The team is now seeking funds to develop drugs that block the PAG1 gene, and then test if these could reduce an asthma patient’s immune response to allergens.
“In a large genetic study last year we identified a previously unknown genetic variant which increased the risk of asthma and allergies by about 20 per cent,” Dr Ferreira said.
“It was not immediately obvious which gene that variant impacted, so we designed a series of molecular experiments to identify that target gene.
“We now know that while the risk variant is located a considerable distance from PAG1, it is able to reach that gene through a process known as DNA looping, and it increases PAG1 expression in people with asthma.”
Dr Ferreira said the latest research contradicts most previous studies on the function of the PAG1 gene in the immune system.
“In most of these studies – in animal models and human cell lines – there was no stimulation of the immune system with an allergen or virus, two key stimuli that trigger asthma,” he said.
“We believe that the function of PAG1 may be dependent on the context of the immune challenge – in the case of an allergen or virus it may have a pro-inflammatory response.
Dr Ferreira’s genetic work is highly regarded among international asthma researchers.

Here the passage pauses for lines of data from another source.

//! Journal write and scan operations.
//!
//! `create_journal`/`update_journal` run validation and persistence inside
//! one DB transaction, so two concurrent writers can never both pass
//! validation against uncommitted state. Rejections come back as data
//! ([`SaveResult::Rejected`]); only infrastructure faults become errors.

use chrono::{DateTime, Utc};
use sea_orm::{
    ActiveValue, Condition, PaginatorTrait, QueryFilter, QueryOrder, QuerySelect,
    TransactionTrait, prelude::*,
};

use crate::{
    CreateJournalCmd, EngineError, JournalEntry, JournalUpdateCmd, ResultEngine, SaveResult,
    journal, validation,
};

use super::{
    Engine, directory::existing_account_codes, normalize_optional_text, with_tx,
};

/// Filters for scanning journal entries.
///
/// Every field narrows the result set; an empty filter matches all
/// non-deleted entries.
#[derive(Clone, Debug, Default)]
pub struct JournalFilter {
    pub nendo: Option<String>,
    /// `YYYYMM` prefix of the transaction date.
    pub month: Option<String>,
    /// Matches entries with this account on either side.
    pub account_code: Option<String>,
    /// Substring match on the note text.
    pub note: Option<String>,
    /// Exact amount on either side.
    pub amount: Option<i64>,
    pub checked: Option<bool>,
    /// If true, includes soft-deleted entries (default: false).
    pub include_deleted: bool,
}

pub(super) fn validate_filter(filter: &JournalFilter) -> ResultEngine<()> {
    if let Some(month) = &filter.month
        && (month.len() != 6 || !month.bytes().all(|b| b.is_ascii_digit()))
    {
        return Err(EngineError::InvalidArgument(format!(
            "invalid month filter: {month}"
        )));
    }
    Ok(())
}

pub(super) trait ApplyJournalFilters: QueryFilter + Sized {
    fn apply_journal_filters(self, filter: &JournalFilter) -> Self;
}

impl<T> ApplyJournalFilters for T
where
    T: QueryFilter + Sized,
{
    fn apply_journal_filters(mut self, filter: &JournalFilter) -> Self {
        if let Some(nendo) = &filter.nendo {
            self = self.filter(journal::Column::Nendo.eq(nendo.as_str()));
        }
        if let Some(month) = &filter.month {
            self = self.filter(journal::Column::Date.starts_with(month.as_str()));
        }
        if let Some(code) = &filter.account_code {
            self = self.filter(
                Condition::any()
                    .add(journal::Column::DebitCode.eq(code.as_str()))
                    .add(journal::Column::CreditCode.eq(code.as_str())),
            );
        }
        if let Some(note) = &filter.note {
            self = self.filter(journal::Column::Note.contains(note.as_str()));
        }
        if let Some(amount) = filter.amount {
            self = self.filter(
                Condition::any()
                    .add(journal::Column::DebitAmount.eq(amount))
                    .add(journal::Column::CreditAmount.eq(amount)),
            );
        }
        if let Some(checked) = filter.checked {
            self = self.filter(journal::Column::Checked.eq(checked));
        }
        if !filter.include_deleted {
            self = self.filter(journal::Column::Deleted.eq(false));
        }
        self
    }
}

impl Engine {
    /// Validate and persist a new journal entry.
    ///
    /// Both request shapes (two-sided entry, single posting from a ledger
    /// view) go through here; the single posting is normalized to a
    /// two-sided row before the insert.
    pub async fn create_journal(
        &self,
        cmd: &CreateJournalCmd,
        now: DateTime<Utc>,
    ) -> ResultEngine<SaveResult> {
        with_tx!(self, |db_tx| {
            let codes = cmd.account_codes();
            let existing = existing_account_codes(&db_tx, &codes).await?;
            let violations = match cmd {
                CreateJournalCmd::Entry(entry) => validation::validate_save(entry, &existing),
                CreateJournalCmd::SinglePosting(posting) => {
                    validation::validate_single_posting(posting, &existing)
                }
            };
            if !violations.is_empty() {
                tracing::debug!(violations = violations.len(), "journal entry rejected");
                Ok(SaveResult::Rejected(violations))
            } else {
                let row = cmd.normalized().ok_or_else(|| {
                    EngineError::InvalidArgument("unusable amount selection".to_string())
                })?;
                let model = journal::ActiveModel {
                    id: ActiveValue::NotSet,
                    nendo: ActiveValue::Set(row.nendo),
                    date: ActiveValue::Set(row.date),
                    debit_code: ActiveValue::Set(row.debit_code),
                    debit_amount: ActiveValue::Set(row.debit_amount),
                    credit_code: ActiveValue::Set(row.credit_code),
                    credit_amount: ActiveValue::Set(row.credit_amount),
                    note: ActiveValue::Set(normalize_optional_text(row.note.as_deref())),
                    checked: ActiveValue::Set(false),
                    deleted: ActiveValue::Set(false),
                    created_at: ActiveValue::Set(now),
                    updated_at: ActiveValue::Set(now),
                }
                .insert(&db_tx)
                .await?;

                tracing::info!(id = model.id, nendo = %model.nendo, "journal entry created");
                Ok(SaveResult::Saved(model.id))
            }
        })
    }

    /// Validate and apply a partial update to an existing journal entry.
    ///
    /// Only supplied fields are validated and written; `updated_at` always
    /// advances, even when no business field was supplied.
    pub async fn update_journal(
        &self,
        cmd: &JournalUpdateCmd,
        now: DateTime<Utc>,
    ) -> ResultEngine<SaveResult> {
        with_tx!(self, |db_tx| {
            journal::Entity::find_by_id(cmd.id)
                .one(&db_tx)
                .await?
                .ok_or_else(|| {
                    EngineError::NotFound(format!("journal entry {} not exists", cmd.id))
                })?;

            let codes = cmd.account_codes();
            let existing = existing_account_codes(&db_tx, &codes).await?;
            let violations = validation::validate_update(cmd, &existing);
            if !violations.is_empty() {
                tracing::debug!(
                    id = cmd.id,
                    violations = violations.len(),
                    "journal update rejected"
                );
                Ok(SaveResult::Rejected(violations))
            } else {
                let mut active = journal::ActiveModel {
                    id: ActiveValue::Set(cmd.id),
                    updated_at: ActiveValue::Set(now),
                    ..Default::default()
                };
                if let Some(nendo) = &cmd.nendo {
                    active.nendo = ActiveValue::Set(nendo.clone());
                }
                if let Some(date) = &cmd.date {
                    active.date = ActiveValue::Set(date.clone());
                }
                if let Some(code) = &cmd.debit_code {
                    active.debit_code = ActiveValue::Set(code.clone());
                }
                if let Some(amount) = cmd.debit_amount {
                    active.debit_amount = ActiveValue::Set(amount);
                }
                if let Some(code) = &cmd.credit_code {
                    active.credit_code = ActiveValue::Set(code.clone());
                }
                if let Some(amount) = cmd.credit_amount {
                    active.credit_amount = ActiveValue::Set(amount);
                }
                if let Some(note) = &cmd.note {
                    active.note = ActiveValue::Set(normalize_optional_text(Some(note.as_str())));
                }
                if let Some(checked) = cmd.checked {
                    active.checked = ActiveValue::Set(checked);
                }
                if let Some(deleted) = cmd.deleted {
                    active.deleted = ActiveValue::Set(deleted);
                }
                let model = active.update(&db_tx).await?;

                tracing::info!(id = model.id, "journal entry updated");
                Ok(SaveResult::Saved(model.id))
            }
        })
    }

    /// Fetch a single journal entry by id.
    pub async fn journal_entry(&self, id: i64) -> ResultEngine<JournalEntry> {
        journal::Entity::find_by_id(id)
            .one(&self.database)
            .await?
            .map(JournalEntry::from)
            .ok_or_else(|| EngineError::NotFound(format!("journal entry {id} not exists")))
    }

    /// List journal entries matching a filter, newest first, paginated.
    ///
    /// Pages are 1-based; zero page parameters are rejected.
    pub async fn list_journal(
        &self,
        filter: &JournalFilter,
        page_no: u64,
        page_size: u64,
    ) -> ResultEngine<Vec<JournalEntry>> {
        validate_filter(filter)?;
        if page_no == 0 || page_size == 0 {
            return Err(EngineError::InvalidArgument(
                "page_no and page_size must be > 0".to_string(),
            ));
        }

        let models = journal::Entity::find()
            .apply_journal_filters(filter)
            .order_by_desc(journal::Column::Date)
            .order_by_desc(journal::Column::Id)
            .offset((page_no - 1) * page_size)
            .limit(page_size)
            .all(&self.database)
            .await?;
        Ok(models.into_iter().map(JournalEntry::from).collect())
    }

    /// Count journal entries matching a filter.
    pub async fn count_journal(&self, filter: &JournalFilter) -> ResultEngine<u64> {
        validate_filter(filter)?;
        let count = journal::Entity::find()
            .apply_journal_filters(filter)
            .count(&self.database)
            .await?;
        Ok(count)
    }
}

A variant he identified in 2011 has led to a clinical trial underway in Brisbane which is testing whether a drug used to treat rheumatoid arthritis could be useful in treating asthma.
“One in 10 Australians has asthma and it results in one death every day,” Dr Ferreira said.
“Not everyone is able to properly manage their symptoms with current preventers and treatments so it is vital that we look for new ways to help these people.
“Between 30 and 50 per cent of people have an allergy of some kind, often developed in their early years.”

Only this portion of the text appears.